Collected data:
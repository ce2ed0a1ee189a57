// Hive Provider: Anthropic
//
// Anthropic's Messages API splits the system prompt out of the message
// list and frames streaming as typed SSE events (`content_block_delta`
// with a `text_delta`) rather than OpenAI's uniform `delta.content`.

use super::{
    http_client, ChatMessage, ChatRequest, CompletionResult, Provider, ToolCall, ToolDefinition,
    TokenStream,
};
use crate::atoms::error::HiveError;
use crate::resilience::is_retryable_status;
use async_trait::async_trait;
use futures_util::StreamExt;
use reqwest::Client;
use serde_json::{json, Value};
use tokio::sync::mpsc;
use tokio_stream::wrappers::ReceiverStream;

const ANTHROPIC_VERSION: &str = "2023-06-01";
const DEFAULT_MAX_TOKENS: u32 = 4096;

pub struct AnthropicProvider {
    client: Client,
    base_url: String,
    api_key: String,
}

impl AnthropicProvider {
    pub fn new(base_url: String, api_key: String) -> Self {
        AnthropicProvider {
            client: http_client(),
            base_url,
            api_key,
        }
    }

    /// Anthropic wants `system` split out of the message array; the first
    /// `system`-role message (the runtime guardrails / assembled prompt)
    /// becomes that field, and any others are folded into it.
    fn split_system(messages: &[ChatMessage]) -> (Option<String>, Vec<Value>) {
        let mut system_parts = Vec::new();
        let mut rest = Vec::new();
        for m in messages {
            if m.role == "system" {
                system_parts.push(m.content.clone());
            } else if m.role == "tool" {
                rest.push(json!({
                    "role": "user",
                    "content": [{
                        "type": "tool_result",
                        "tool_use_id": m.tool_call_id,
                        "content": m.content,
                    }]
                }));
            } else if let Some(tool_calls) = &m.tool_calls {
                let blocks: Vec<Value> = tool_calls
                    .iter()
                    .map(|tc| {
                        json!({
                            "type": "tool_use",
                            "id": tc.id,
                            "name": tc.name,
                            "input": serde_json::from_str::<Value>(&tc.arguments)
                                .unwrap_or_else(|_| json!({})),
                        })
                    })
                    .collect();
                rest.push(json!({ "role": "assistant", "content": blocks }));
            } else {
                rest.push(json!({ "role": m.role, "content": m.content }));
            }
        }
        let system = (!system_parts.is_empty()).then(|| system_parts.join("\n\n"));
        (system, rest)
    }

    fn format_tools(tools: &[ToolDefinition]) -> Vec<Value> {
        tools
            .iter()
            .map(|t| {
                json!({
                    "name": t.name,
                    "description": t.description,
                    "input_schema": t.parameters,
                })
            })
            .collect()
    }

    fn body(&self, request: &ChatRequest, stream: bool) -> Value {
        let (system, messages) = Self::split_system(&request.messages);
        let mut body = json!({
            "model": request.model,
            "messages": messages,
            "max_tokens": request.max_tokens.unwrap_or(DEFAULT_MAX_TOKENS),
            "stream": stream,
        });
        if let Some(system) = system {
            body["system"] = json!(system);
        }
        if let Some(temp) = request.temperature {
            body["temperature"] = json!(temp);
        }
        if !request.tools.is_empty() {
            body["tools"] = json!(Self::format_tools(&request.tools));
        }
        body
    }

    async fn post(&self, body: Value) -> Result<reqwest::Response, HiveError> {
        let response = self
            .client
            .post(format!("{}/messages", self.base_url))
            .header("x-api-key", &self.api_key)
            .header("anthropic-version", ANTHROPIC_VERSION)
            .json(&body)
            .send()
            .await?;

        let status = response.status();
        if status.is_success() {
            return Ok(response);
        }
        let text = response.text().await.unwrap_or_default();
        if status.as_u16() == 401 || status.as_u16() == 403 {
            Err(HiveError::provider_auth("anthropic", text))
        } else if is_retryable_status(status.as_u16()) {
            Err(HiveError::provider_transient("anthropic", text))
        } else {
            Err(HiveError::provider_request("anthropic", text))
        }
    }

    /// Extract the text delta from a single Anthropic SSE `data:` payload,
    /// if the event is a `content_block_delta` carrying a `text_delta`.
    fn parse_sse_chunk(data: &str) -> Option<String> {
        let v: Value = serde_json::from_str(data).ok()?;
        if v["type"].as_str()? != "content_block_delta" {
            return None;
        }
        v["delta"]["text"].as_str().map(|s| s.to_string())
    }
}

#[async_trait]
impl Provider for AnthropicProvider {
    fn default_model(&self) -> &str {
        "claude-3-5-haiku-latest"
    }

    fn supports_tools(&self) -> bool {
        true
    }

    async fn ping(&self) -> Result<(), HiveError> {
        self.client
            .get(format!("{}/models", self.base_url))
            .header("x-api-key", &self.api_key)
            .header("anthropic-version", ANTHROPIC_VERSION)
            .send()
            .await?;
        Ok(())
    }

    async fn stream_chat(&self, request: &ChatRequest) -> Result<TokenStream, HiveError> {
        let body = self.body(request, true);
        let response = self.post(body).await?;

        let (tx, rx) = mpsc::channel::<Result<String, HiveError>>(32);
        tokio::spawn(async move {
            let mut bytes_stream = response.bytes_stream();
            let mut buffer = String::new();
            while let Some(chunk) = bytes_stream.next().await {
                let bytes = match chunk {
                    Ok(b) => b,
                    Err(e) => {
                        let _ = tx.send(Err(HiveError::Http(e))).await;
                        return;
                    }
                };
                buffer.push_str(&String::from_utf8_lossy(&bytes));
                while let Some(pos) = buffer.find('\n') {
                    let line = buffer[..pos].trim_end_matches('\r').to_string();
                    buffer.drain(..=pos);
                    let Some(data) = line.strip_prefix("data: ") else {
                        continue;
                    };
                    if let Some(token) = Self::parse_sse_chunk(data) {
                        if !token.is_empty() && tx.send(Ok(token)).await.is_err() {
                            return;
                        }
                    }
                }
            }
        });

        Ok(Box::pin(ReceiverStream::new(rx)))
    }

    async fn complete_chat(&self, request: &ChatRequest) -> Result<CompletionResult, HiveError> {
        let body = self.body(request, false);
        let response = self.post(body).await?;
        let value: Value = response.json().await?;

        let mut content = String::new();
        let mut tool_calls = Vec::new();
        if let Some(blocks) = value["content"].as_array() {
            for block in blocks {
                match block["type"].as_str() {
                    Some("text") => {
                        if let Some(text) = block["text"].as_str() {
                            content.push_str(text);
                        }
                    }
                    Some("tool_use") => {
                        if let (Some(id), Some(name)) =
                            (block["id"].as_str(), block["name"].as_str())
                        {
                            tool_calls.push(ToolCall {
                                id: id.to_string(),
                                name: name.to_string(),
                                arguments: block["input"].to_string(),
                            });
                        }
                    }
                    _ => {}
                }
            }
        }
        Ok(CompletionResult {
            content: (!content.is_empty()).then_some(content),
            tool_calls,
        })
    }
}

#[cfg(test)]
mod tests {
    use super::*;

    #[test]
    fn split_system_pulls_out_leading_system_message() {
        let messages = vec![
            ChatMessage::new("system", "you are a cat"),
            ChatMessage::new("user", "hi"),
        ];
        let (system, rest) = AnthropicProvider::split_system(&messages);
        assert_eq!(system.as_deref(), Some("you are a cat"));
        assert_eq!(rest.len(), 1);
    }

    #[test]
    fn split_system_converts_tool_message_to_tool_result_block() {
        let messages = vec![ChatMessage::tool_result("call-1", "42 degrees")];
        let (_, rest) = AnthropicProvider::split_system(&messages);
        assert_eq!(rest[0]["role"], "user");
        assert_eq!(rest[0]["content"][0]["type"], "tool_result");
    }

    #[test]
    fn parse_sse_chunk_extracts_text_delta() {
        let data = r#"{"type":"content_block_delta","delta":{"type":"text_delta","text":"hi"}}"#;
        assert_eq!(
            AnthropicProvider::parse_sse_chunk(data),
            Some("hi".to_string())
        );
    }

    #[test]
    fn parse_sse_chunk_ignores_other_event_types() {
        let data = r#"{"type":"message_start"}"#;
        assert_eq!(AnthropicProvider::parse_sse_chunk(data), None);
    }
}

(Work order) From the entries above, show each line that includes the string "impl".

(Reply to the exercise)
impl AnthropicProvider {
impl Provider for AnthropicProvider {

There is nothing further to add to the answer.